Mixing and de-mixing of model microswimmers in bi-motility mixtures

TL;DR

This study investigates the collective behavior and segregation phenomena of bi-motility microswimmer mixtures using simulations, revealing how velocity differences influence clustering and spatial organization at low Reynolds number.

Contribution

It models bi-motility mixtures of artificial microswimmers in 2D and uncovers how velocity disparities lead to segregation and clustering behaviors.

Findings

Slower swimmers contribute more to clustering.

Large velocity differences cause faster swimmers to move away from slower ones.

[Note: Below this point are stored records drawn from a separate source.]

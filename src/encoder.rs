//! The write-side engine: a single pass over the source graph that
//! produces a finished, relocatable image.
//!
//! The encoder owns the [`ByteImage`] plus three pieces of working state:
//! the fixup list (every pointer slot that needs rebasing at load), the
//! root list (the graph's entry points), and the identity dedup map
//! (source address → assigned location). The dedup map is what makes
//! shared substructures encode once and cyclic structures terminate: the
//! entry is recorded *before* recursing into the pointee's members, so a
//! cycle reached mid-recursion resolves against the in-progress location
//! instead of re-entering.
//!
//! Encoding is single-threaded and not reentrant; the encoder is a
//! move-only resource consumed by [`finish`](Encoder::finish).

use std::collections::HashMap;
use std::mem;

use crate::composite::CompositeElement;
use crate::format::{Header, FORMAT_VERSION};
use crate::image::ByteImage;
use crate::location::{ArrayLocation, ElementLocation, Location, RawLocation};
use crate::raw::{self, Blit, RawSlice};

/// The encoding engine. See the [module docs](self) for the model.
#[derive(Debug)]
pub struct Encoder {
    image: ByteImage,
    fixups: Vec<RawLocation>,
    roots: Vec<RawLocation>,
    dedup: HashMap<usize, RawLocation>,
    header_location: ElementLocation<Header>,
}

impl Encoder {
    /// Creates an encoder with an empty image. The header slot is
    /// reserved immediately, so offset 0 is always the header.
    pub fn new() -> Self {
        Self::with_capacity(0)
    }

    /// Creates an encoder whose image starts with room for roughly
    /// `capacity` bytes.
    pub fn with_capacity(capacity: usize) -> Self {
        let mut image = ByteImage::with_capacity(capacity);
        let header_location =
            ElementLocation::of(image.reserve(mem::size_of::<Header>(), mem::align_of::<Header>()));
        Self {
            image,
            fixups: Vec::new(),
            roots: Vec::new(),
            dedup: HashMap::new(),
            header_location,
        }
    }

    /// Current length of the image in bytes.
    pub fn len(&self) -> usize {
        self.image.len()
    }

    /// Always false: the header slot is reserved at construction.
    pub fn is_empty(&self) -> bool {
        self.image.is_empty()
    }

    // --- plain elements and arrays ---------------------------------------

    /// Appends the raw representation of `value` at its natural alignment.
    pub fn encode_element<T: Blit>(&mut self, value: &T) -> ElementLocation<T> {
        self.encode_value(value, None)
    }

    /// Overwrites a previously reserved slot with `value`.
    pub fn encode_element_at<T: Blit>(
        &mut self,
        value: &T,
        location: ElementLocation<T>,
    ) -> ElementLocation<T> {
        self.encode_value(value, Some(RawLocation::of(location)))
    }

    /// Appends `value`, then invokes `on_written` with the new location so
    /// the caller can immediately encode the value's own nested members.
    pub fn encode_element_with<T: Blit>(
        &mut self,
        value: &T,
        on_written: impl FnOnce(&mut Self, &T, ElementLocation<T>),
    ) -> ElementLocation<T> {
        let location = self.encode_value(value, None);
        on_written(self, value, location);
        location
    }

    /// Reserves a zero-filled slot sized and aligned for a `T`, to be
    /// filled in later with [`encode_element_at`](Self::encode_element_at).
    pub fn reserve_element<T: Blit>(&mut self) -> ElementLocation<T> {
        ElementLocation::of(
            self.image
                .reserve(mem::size_of::<T>(), mem::align_of::<T>()),
        )
    }

    /// Appends a contiguous sequence at the element type's natural
    /// alignment.
    pub fn encode_array<T: Blit>(&mut self, values: &[T]) -> ArrayLocation<T> {
        // A slice pointer is always valid for its own length.
        unsafe { self.encode_values(values.as_ptr(), values.len(), None) }
    }

    /// Overwrites a previously reserved array slot with `values`.
    ///
    /// `values` must have the element count the slot was reserved with.
    pub fn encode_array_at<T: Blit>(
        &mut self,
        values: &[T],
        location: ArrayLocation<T>,
    ) -> ArrayLocation<T> {
        // A slice pointer is always valid for its own length.
        unsafe { self.encode_values(values.as_ptr(), values.len(), Some(RawLocation::of(location))) }
    }

    /// Reserves a zero-filled slot for `count` elements of `T`, to be
    /// filled in later with [`encode_array_at`](Self::encode_array_at).
    pub fn reserve_array<T: Blit>(&mut self, count: usize) -> ArrayLocation<T> {
        ArrayLocation::of(
            self.image
                .reserve(count * mem::size_of::<T>(), mem::align_of::<T>()),
        )
    }

    /// Appends a sequence, invoking `on_element` once per element with
    /// that element's own location (array start + index * stride).
    pub fn encode_array_with<T: Blit>(
        &mut self,
        values: &[T],
        mut on_element: impl FnMut(&mut Self, &T, ElementLocation<T>),
    ) -> ArrayLocation<T> {
        let location = self.encode_array(values);
        for (index, value) in values.iter().enumerate() {
            on_element(self, value, location.element(index));
        }
        location
    }

    // --- deduplicating pointer encodes -----------------------------------

    /// Encodes the element `ptr` points at, deduplicated by pointer
    /// identity. Returns `None` for a null pointer, with no side effect.
    ///
    /// A repeated identity returns the cached location without
    /// re-encoding, which is what preserves aliasing in the decoded graph.
    ///
    /// # Safety
    ///
    /// `ptr` must be null or point at a live, properly aligned `T` for
    /// the duration of the call.
    pub unsafe fn encode_element_ptr<T: Blit>(
        &mut self,
        ptr: *const T,
    ) -> Option<ElementLocation<T>> {
        self.encode_element_ptr_with(ptr, |_, _, _| {})
    }

    /// Like [`encode_element_ptr`](Self::encode_element_ptr), invoking
    /// `on_written` after a fresh encode (never for a dedup hit).
    ///
    /// # Safety
    ///
    /// Same contract as [`encode_element_ptr`](Self::encode_element_ptr).
    pub unsafe fn encode_element_ptr_with<T: Blit>(
        &mut self,
        ptr: *const T,
        on_written: impl FnOnce(&mut Self, &T, ElementLocation<T>),
    ) -> Option<ElementLocation<T>> {
        if ptr.is_null() {
            return None;
        }
        if let Some(&cached) = self.dedup.get(&(ptr as usize)) {
            return Some(ElementLocation::of(cached));
        }

        let location = self.encode_value(&*ptr, None);
        // Cache before descending, or a cycle would recurse forever.
        self.dedup.insert(ptr as usize, RawLocation::of(location));
        on_written(self, &*ptr, location);

        Some(location)
    }

    /// Encodes `count` contiguous elements starting at `start`,
    /// deduplicated by the start pointer's identity. Returns `None` for a
    /// null start pointer.
    ///
    /// # Safety
    ///
    /// `start` must be null or point at `count` live, properly aligned
    /// elements for the duration of the call.
    pub unsafe fn encode_array_ptr<T: Blit>(
        &mut self,
        start: *const T,
        count: usize,
    ) -> Option<ArrayLocation<T>> {
        self.encode_array_ptr_with(start, count, |_, _, _| {})
    }

    /// Like [`encode_array_ptr`](Self::encode_array_ptr), invoking
    /// `on_element` once per element after a fresh encode.
    ///
    /// # Safety
    ///
    /// Same contract as [`encode_array_ptr`](Self::encode_array_ptr).
    pub unsafe fn encode_array_ptr_with<T: Blit>(
        &mut self,
        start: *const T,
        count: usize,
        mut on_element: impl FnMut(&mut Self, &T, ElementLocation<T>),
    ) -> Option<ArrayLocation<T>> {
        if start.is_null() {
            return None;
        }
        if let Some(&cached) = self.dedup.get(&(start as usize)) {
            return Some(ArrayLocation::of(cached));
        }

        let location = self.encode_values(start, count, None);
        // Cache before descending, or a cycle would recurse forever.
        self.dedup.insert(start as usize, RawLocation::of(location));
        for index in 0..count {
            on_element(self, &*start.add(index), location.element(index));
        }

        Some(location)
    }

    /// Convenience over [`encode_array_ptr`](Self::encode_array_ptr) for a
    /// [`RawSlice`] member.
    ///
    /// # Safety
    ///
    /// `slice` must be null or describe live, properly aligned elements.
    pub unsafe fn encode_slice_ptr<T: Blit>(
        &mut self,
        slice: RawSlice<T>,
    ) -> Option<ArrayLocation<T>> {
        self.encode_array_ptr(slice.as_ptr(), slice.len())
    }

    /// Convenience over [`encode_array_ptr_with`](Self::encode_array_ptr_with)
    /// for a [`RawSlice`] member.
    ///
    /// # Safety
    ///
    /// `slice` must be null or describe live, properly aligned elements.
    pub unsafe fn encode_slice_ptr_with<T: Blit>(
        &mut self,
        slice: RawSlice<T>,
        on_element: impl FnMut(&mut Self, &T, ElementLocation<T>),
    ) -> Option<ArrayLocation<T>> {
        self.encode_array_ptr_with(slice.as_ptr(), slice.len(), on_element)
    }

    // --- composites -------------------------------------------------------

    /// Encodes a composite node: its own fixed-size bytes first, then its
    /// pointer/array members through
    /// [`CompositeElement::encode_members`].
    pub fn encode_composite<T: CompositeElement>(&mut self, value: &T) -> ElementLocation<T> {
        let location = self.encode_value(value, None);
        value.encode_members(location, self);
        location
    }

    /// Deduplicating pointer variant of
    /// [`encode_composite`](Self::encode_composite). Returns `None` for a
    /// null pointer.
    ///
    /// # Safety
    ///
    /// `ptr` must be null or point at a live, properly aligned `T` for
    /// the duration of the call.
    pub unsafe fn encode_composite_ptr<T: CompositeElement>(
        &mut self,
        ptr: *const T,
    ) -> Option<ElementLocation<T>> {
        if ptr.is_null() {
            return None;
        }
        if let Some(&cached) = self.dedup.get(&(ptr as usize)) {
            return Some(ElementLocation::of(cached));
        }

        let location = self.encode_value(&*ptr, None);
        // Cache before descending, or a cycle would recurse forever.
        self.dedup.insert(ptr as usize, RawLocation::of(location));
        (*ptr).encode_members(location, self);

        Some(location)
    }

    /// Runs a composite's member encoding against an already encoded
    /// element, for members reached through an enclosing element rather
    /// than a fresh encode.
    pub fn encode_members<T: CompositeElement>(
        &mut self,
        value: &T,
        location: ElementLocation<T>,
    ) {
        value.encode_members(location, self);
    }

    // --- pointer resolution and roots ------------------------------------

    /// Resolves a pointer-sized slot against its pointee.
    ///
    /// With `Some(pointee)`, writes the pointee's byte offset into the
    /// slot and records the slot in the fixup table; relocation later
    /// turns the offset into a real address. With `None`, the slot keeps
    /// its captured bytes (null for an absent source pointer) and no
    /// fixup is recorded.
    pub fn resolve_pointer(&mut self, slot: impl Location, pointee: Option<impl Location>) {
        let Some(pointee) = pointee else { return };
        let slot = RawLocation::of(slot);
        self.encode_value(&pointee.byte_offset(), Some(slot));
        self.fixups.push(slot);
    }

    /// Resolves the pointer word of a member at `member_offset` bytes into
    /// the element at `owner`.
    ///
    /// `member_offset` is expected to come from `core::mem::offset_of!`.
    /// For a [`RawSlice`] member this is the member's own offset: the
    /// pointer word sits first and the length word is left as captured.
    pub fn resolve_pointer_member<T>(
        &mut self,
        owner: ElementLocation<T>,
        member_offset: usize,
        pointee: Option<impl Location>,
    ) {
        self.resolve_pointer(owner.member::<usize>(member_offset), pointee);
    }

    /// Appends an entry point to the root table. Roots are retrieved
    /// after decode by their append index.
    pub fn append_root(&mut self, location: impl Location) {
        self.roots.push(RawLocation::of(location));
    }

    // --- finalization -----------------------------------------------------

    /// Finishes the encoding: writes the fixup and root tables, commits
    /// the header into its reserved slot at offset 0, and returns the
    /// image bytes. Consumes the encoder.
    pub fn finish(mut self) -> Vec<u8> {
        let fixups = mem::take(&mut self.fixups);
        let fixup_table = self.encode_array(&fixups);
        let roots = mem::take(&mut self.roots);
        let root_table = self.encode_array(&roots);

        let header = Header {
            version: FORMAT_VERSION,
            fixup_count: fixups.len(),
            fixup_table,
            root_count: roots.len(),
            root_table,
        };
        let header_location = self.header_location;
        self.encode_element_at(&header, header_location);

        self.image.into_bytes()
    }

    // --- internals --------------------------------------------------------

    fn encode_value<T: Blit>(&mut self, value: &T, at: Option<RawLocation>) -> ElementLocation<T> {
        ElementLocation::of(self.encode_bytes(raw::bytes_of(value), mem::align_of::<T>(), at))
    }

    /// # Safety
    ///
    /// `start` must point at `count` live elements when `count > 0`.
    unsafe fn encode_values<T: Blit>(
        &mut self,
        start: *const T,
        count: usize,
        at: Option<RawLocation>,
    ) -> ArrayLocation<T> {
        let bytes = raw::bytes_of_raw(start, count);
        ArrayLocation::of(self.encode_bytes(bytes, mem::align_of::<T>(), at))
    }

    fn encode_bytes(&mut self, bytes: &[u8], alignment: usize, at: Option<RawLocation>) -> RawLocation {
        match at {
            Some(location) => {
                self.image.overwrite(location, bytes);
                location
            }
            None => self.image.append(bytes, alignment),
        }
    }
}

impl Default for Encoder {
    fn default() -> Self {
        Self::new()
    }
}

Small velocity differences result in mixed large clusters.

Abstract

Cooperation between micro-organisms give rise to novel phenomena like clustering, swarming in suspension. We study the collective behavior of the artificial swimmer called Taylor line at low Reynolds number using multi-particle collision dynamics method. In this paper we have modeled bi-motility mixtures of multiple swimmers in 2 dimensions, which differ from each other by the velocity with which they swim. We observe that the swimmers can segregate into slower and faster ones depending on the relative difference in velocity of the 2 type of swimmers. We also observe that contribution of slower swimmers towards clustering, on an average, is much larger compared to faster ones, although we employ a homogeneous mixture. When the difference in velocity is large between the swimmers, the faster ones move away from the slower ones towards the boundary. On the other hand, when the relative difference in velocity is very small, the slower and faster swimmer mix together to form big clusters. At later time even for small difference in velocity the swimmers segregate into fast and slow swimmer clusters.